Four students said that when their class read Dante’s Inferno, a book that contains descriptions of the Christian hell, teachers at all three of the Trinity schools made it clear that gay men were “rightly suffering in hell.”

A Trinity graduate who refused to be named in the AP report said that he was forced to undergo conversion therapy when administrators at the school found out he was gay when he was 16. His parents were also members of the People of Praise. The organization denies any involvement with conversion therapy.

People of Praise is not a church but “a network of lay Christian intentional communities.” Most members are Catholic like Barrett.

While she hasn’t ruled on major LGBTQ rights cases, Barrett has a history of anti-LGBTQ comments. In 2015, she signed a letter opposing marriage equality, which said that it goes against the Catholic teaching on “the meaning of human sexuality, the significance of sexual difference and the complementarity of men and women.”

In a 2016 panel discussion, Barrett said that the idea that federal civil rights laws that ban discrimination “because of sex” also ban discrimination against transgender people – who face discrimination because their sex assigned at birth does not align with their gender identity – is a “strain the text” of federal law. The reasoning is the basis of the landmark LGBTQ Supreme Court victory in Bostock.

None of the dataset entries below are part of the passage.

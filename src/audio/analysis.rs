use std::path::Path;
use std::sync::Arc;

use tracing::{debug, info, warn};

use crate::error::{CuesyncError, Result};

use super::decode::AudioDecoder;
use super::Envelope;

/// Proof that an analysis was started; only the newest ticket may install
/// its result.
#[derive(Debug, Clone, Copy, PartialEq, Eq)]
pub struct AnalysisTicket(u64);

/// Holds the envelope of the current audio source, if analysis has
/// finished.
///
/// Results are swapped in whole. A result arriving for a source that has
/// since been replaced is dropped.
#[derive(Debug, Default, Clone)]
pub struct AudioAnalysis {
    envelope: Option<Arc<Envelope>>,
    generation: u64,
}

impl AudioAnalysis {
    /// Start analysing a new source. Earlier tickets become stale.
    pub fn begin(&mut self) -> AnalysisTicket {
        self.generation += 1;
        debug!("Audio analysis generation {}", self.generation);
        AnalysisTicket(self.generation)
    }

    /// Install `envelope` if `ticket` is still current. Returns whether it
    /// was installed.
    pub fn complete(&mut self, ticket: AnalysisTicket, envelope: Envelope) -> bool {
        if ticket.0 != self.generation {
            warn!(
                "Discarding stale audio analysis (generation {}, current {})",
                ticket.0, self.generation
            );
            return false;
        }

        info!(
            "Audio analysis ready: {} frames, {} valleys",
            envelope.len(),
            envelope.valleys().len()
        );
        self.envelope = Some(Arc::new(envelope));
        true
    }

    pub fn envelope(&self) -> Option<&Envelope> {
        self.envelope.as_deref()
    }

    pub fn is_ready(&self) -> bool {
        self.envelope.is_some()
    }
}

/// Decode `path` and build its envelope.
pub async fn analyze_media(
    decoder: &dyn AudioDecoder,
    path: &Path,
    window_size: usize,
) -> Result<Envelope> {
    info!("Decoding audio from {} ({})", path.display(), decoder.name());
    let audio = decoder.decode(path).await?;

    debug!(
        "Decoded {} samples at {} Hz ({} channels, {:.2}s)",
        audio.samples.len(),
        audio.sample_rate,
        audio.channels,
        audio.duration().as_secs_f64()
    );

    let sample_rate = audio.sample_rate;
    tokio::task::spawn_blocking(move || Envelope::analyze(&audio.samples, sample_rate, window_size))
        .await
        .map_err(|e| CuesyncError::AudioDecode(format!("Analysis task failed: {e}")))?
}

Over the last ten years, she gave speeches for the anti-LGBTQ hate group Alliance Defending Freedom and was paid by the organization five times. The CEO of the hate group attended her nomination ceremony and told his followers to “pray” for her “rapid confirmation.”

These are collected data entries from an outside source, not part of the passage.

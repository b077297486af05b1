use crate::error::{CuesyncError, Result};
use serde::{Deserialize, Serialize};
use std::path::PathBuf;

/// Samples per envelope frame.
pub const DEFAULT_WINDOW_SIZE: usize = 2048;

/// Seconds of audio shown on either side of a cue's waveform.
pub const DEFAULT_CONTEXT_WINDOW: f64 = 0.75;

/// Seconds moved by a single nudge.
pub const DEFAULT_NUDGE_STEP: f64 = 0.1;

#[derive(Debug, Clone, Serialize, Deserialize)]
#[serde(default)]
pub struct Config {
    pub window_size: usize,
    pub context_window: f64,
    pub nudge_step: f64,
}

impl Default for Config {
    fn default() -> Self {
        Self {
            window_size: DEFAULT_WINDOW_SIZE,
            context_window: DEFAULT_CONTEXT_WINDOW,
            nudge_step: DEFAULT_NUDGE_STEP,
        }
    }
}

impl Config {
    pub fn load() -> Result<Self> {
        let mut config = Self::default();

        // Load from config file if it exists
        if let Some(config_path) = Self::config_file_path() {
            if config_path.exists() {
                let contents = std::fs::read_to_string(&config_path)?;
                if let Ok(file_config) = toml::from_str::<Config>(&contents) {
                    config = file_config;
                }
            }
        }

        // Override with environment variables
        if let Ok(window) = std::env::var("CUESYNC_WINDOW_SIZE") {
            if let Ok(w) = window.parse() {
                config.window_size = w;
            }
        }
        if let Ok(context) = std::env::var("CUESYNC_CONTEXT_WINDOW") {
            if let Ok(c) = context.parse() {
                config.context_window = c;
            }
        }
        if let Ok(step) = std::env::var("CUESYNC_NUDGE_STEP") {
            if let Ok(s) = step.parse() {
                config.nudge_step = s;
            }
        }

        Ok(config)
    }

    pub fn validate(&self) -> Result<()> {
        if self.window_size == 0 {
            return Err(CuesyncError::Config(
                "window_size must be greater than 0".to_string(),
            ));
        }

        if !self.context_window.is_finite() || self.context_window < 0.0 {
            return Err(CuesyncError::Config(format!(
                "context_window must be a non-negative number of seconds, got {}",
                self.context_window
            )));
        }

        if !self.nudge_step.is_finite() || self.nudge_step <= 0.0 {
            return Err(CuesyncError::Config(format!(
                "nudge_step must be a positive number of seconds, got {}",
                self.nudge_step
            )));
        }

        Ok(())
    }

    fn config_file_path() -> Option<PathBuf> {
        dirs::config_dir().map(|p| p.join("cuesync").join("config.toml"))
    }
}
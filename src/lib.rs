pub mod audio;
pub mod config;
pub mod editor;
pub mod error;
pub mod session;
pub mod subtitle;

pub use config::Config;
pub use editor::{build_view, dispatch, Command, CueHandle, Editor, EditorView, Outcome};
pub use error::{CuesyncError, Result};
pub use session::{open_session, print_summary, Session, SessionStats};
pub use subtitle::{format_time, parse, parse_time, serialize, Cue, CueId};
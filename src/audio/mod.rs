pub mod analysis;
pub mod decode;
pub mod envelope;
pub mod navigator;
pub mod waveform;

pub use analysis::{analyze_media, AnalysisTicket, AudioAnalysis};
pub use decode::{check_ffmpeg, decoder_for, read_wav, AudioDecoder, FfmpegDecoder, WavDecoder};
pub use envelope::Envelope;
pub use navigator::ValleyNavigator;
pub use waveform::{CueWaveform, Point, WaveformSegment, WaveformSegmentBuilder};

use std::time::Duration;

/// One channel of decoded audio.
#[derive(Debug, Clone)]
pub struct DecodedAudio {
    /// Samples of the first channel, nominally in [-1, 1].
    pub samples: Vec<f32>,
    pub sample_rate: u32,
    /// Channel count of the source.
    pub channels: u16,
}

impl DecodedAudio {
    /// Get the duration of the decoded audio.
    pub fn duration(&self) -> Duration {
        if self.sample_rate == 0 {
            return Duration::ZERO;
        }
        Duration::from_secs_f64(self.samples.len() as f64 / self.sample_rate as f64)
    }
}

And at her Senate confirmation hearings last week, she repeatedly referred to sexual orientation as “sexual preference,” which suggests she believes sexual orientation can be changed. She also refused to say whether or not she believes LGBTQ people are entitled to the same due process and equal protection rights as straight, cisgender people when it comes to marriage.

Balsbaugh, who is the current president of Trinity Schools Inc., said that the schools do not violate any laws when it comes to discrimination. That may well be the case because private, religious schools have wide latitude to discriminate, according to Supreme Court precedent.

Out White House spokesperson Judd Deere said that the AP’s report on Trinity schools amounted to “pathetic personal attacks on her children’s Christian school.”

“The Supreme Court has repeatedly reaffirmed that religious schools are protected by the First Amendment,” he said. Deere did not explain why it would be desirable for someone affiliated with a school that bans LGBTQ students, parents, and faculty to hold one of the most powerful positions in the U.S.